• _Assigned task_:
The answer must consist of every line from the data that holds the string "Weak".

[Items from a dataset]

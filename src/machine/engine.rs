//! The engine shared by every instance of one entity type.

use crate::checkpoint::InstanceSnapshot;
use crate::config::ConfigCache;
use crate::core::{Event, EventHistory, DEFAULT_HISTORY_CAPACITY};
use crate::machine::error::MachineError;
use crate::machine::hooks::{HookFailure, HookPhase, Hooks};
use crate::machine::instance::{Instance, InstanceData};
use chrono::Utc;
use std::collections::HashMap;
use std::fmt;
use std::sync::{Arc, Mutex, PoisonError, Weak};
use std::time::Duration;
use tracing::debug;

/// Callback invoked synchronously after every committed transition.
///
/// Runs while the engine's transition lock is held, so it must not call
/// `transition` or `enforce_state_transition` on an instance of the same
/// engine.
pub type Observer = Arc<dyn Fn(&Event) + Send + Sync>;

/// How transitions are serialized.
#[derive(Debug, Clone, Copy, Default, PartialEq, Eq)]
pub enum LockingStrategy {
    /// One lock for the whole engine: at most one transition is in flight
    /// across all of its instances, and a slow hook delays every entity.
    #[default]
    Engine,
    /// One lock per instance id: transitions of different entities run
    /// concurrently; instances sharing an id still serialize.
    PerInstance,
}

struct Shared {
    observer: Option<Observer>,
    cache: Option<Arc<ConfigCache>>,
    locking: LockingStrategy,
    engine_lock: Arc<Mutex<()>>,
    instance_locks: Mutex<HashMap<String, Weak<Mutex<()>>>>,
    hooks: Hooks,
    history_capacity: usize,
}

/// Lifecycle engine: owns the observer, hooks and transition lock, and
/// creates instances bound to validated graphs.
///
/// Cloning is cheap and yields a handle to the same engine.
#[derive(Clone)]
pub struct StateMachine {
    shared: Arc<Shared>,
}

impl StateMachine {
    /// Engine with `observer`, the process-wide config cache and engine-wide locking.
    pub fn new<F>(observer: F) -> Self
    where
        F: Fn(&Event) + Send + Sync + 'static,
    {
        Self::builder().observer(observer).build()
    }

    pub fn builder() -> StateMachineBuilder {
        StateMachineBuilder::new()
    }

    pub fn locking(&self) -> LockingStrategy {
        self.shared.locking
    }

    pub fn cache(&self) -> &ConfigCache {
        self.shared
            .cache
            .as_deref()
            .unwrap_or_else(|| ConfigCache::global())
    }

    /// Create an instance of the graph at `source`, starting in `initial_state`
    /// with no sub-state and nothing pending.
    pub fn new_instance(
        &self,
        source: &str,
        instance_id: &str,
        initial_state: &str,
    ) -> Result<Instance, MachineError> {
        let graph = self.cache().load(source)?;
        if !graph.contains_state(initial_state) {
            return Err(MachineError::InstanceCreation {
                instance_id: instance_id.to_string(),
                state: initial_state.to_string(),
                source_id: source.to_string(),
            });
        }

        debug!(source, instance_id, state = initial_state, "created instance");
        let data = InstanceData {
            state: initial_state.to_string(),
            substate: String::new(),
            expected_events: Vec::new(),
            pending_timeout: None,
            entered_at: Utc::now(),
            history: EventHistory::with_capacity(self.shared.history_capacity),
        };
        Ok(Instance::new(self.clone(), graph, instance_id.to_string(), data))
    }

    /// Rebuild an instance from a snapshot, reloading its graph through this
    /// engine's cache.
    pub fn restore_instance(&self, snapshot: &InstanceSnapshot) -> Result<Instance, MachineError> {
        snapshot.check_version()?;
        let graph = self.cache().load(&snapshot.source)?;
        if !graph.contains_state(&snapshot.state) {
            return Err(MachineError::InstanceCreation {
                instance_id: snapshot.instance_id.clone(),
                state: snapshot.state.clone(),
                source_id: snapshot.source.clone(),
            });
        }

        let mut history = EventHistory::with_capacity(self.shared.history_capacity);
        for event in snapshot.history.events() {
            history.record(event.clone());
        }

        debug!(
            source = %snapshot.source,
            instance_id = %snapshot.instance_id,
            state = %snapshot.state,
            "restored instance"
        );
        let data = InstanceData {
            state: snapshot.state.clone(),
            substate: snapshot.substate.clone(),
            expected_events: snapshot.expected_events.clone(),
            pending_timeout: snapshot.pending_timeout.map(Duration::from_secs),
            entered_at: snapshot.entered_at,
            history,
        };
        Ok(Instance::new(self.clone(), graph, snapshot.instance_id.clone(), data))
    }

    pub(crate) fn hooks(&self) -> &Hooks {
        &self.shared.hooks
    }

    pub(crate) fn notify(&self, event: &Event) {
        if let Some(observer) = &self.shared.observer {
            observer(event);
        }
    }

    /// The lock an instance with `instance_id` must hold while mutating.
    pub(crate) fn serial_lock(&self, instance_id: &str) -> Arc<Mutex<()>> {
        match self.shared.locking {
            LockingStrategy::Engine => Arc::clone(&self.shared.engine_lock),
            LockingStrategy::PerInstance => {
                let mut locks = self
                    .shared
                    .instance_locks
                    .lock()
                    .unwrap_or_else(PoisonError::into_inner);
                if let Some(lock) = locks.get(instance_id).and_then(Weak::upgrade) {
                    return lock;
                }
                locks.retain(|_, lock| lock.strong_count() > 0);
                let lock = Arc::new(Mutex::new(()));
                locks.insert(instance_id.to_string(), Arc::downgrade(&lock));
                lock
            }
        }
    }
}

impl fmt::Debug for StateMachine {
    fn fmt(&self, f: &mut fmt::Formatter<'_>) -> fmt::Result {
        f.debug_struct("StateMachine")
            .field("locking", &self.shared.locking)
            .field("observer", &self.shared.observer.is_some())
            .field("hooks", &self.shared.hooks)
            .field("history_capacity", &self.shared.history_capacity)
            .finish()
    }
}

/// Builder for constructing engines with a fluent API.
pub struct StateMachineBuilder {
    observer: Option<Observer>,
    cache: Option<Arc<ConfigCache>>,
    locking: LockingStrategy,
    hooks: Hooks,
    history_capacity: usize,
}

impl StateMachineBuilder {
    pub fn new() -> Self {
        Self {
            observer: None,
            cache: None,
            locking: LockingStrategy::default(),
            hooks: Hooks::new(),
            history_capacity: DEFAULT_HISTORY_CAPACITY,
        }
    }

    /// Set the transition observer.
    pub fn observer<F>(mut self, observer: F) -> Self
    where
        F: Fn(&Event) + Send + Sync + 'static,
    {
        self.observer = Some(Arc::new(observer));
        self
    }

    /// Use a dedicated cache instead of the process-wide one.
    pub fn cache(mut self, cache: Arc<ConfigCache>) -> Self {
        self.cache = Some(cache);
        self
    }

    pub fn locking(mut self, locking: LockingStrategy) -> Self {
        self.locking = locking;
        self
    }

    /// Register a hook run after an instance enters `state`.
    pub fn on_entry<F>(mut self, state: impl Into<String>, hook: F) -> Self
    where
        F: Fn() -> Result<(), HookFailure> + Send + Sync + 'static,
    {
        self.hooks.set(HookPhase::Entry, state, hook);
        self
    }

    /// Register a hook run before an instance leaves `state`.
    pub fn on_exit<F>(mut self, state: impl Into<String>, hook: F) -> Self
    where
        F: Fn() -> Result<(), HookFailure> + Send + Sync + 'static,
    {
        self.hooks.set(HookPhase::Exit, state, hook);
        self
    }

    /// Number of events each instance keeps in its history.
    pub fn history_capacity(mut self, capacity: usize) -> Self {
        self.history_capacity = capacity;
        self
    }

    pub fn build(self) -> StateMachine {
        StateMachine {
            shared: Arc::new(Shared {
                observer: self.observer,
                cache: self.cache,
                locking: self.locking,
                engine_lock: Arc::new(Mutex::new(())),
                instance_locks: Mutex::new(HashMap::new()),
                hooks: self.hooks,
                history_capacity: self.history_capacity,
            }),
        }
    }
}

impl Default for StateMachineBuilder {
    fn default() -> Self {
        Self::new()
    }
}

• _Solution for this task_:
use std::sync::{Arc, Mutex, PoisonError, Weak};
    instance_locks: Mutex<HashMap<String, Weak<Mutex<()>>>>,
                if let Some(lock) = locks.get(instance_id).and_then(Weak::upgrade) {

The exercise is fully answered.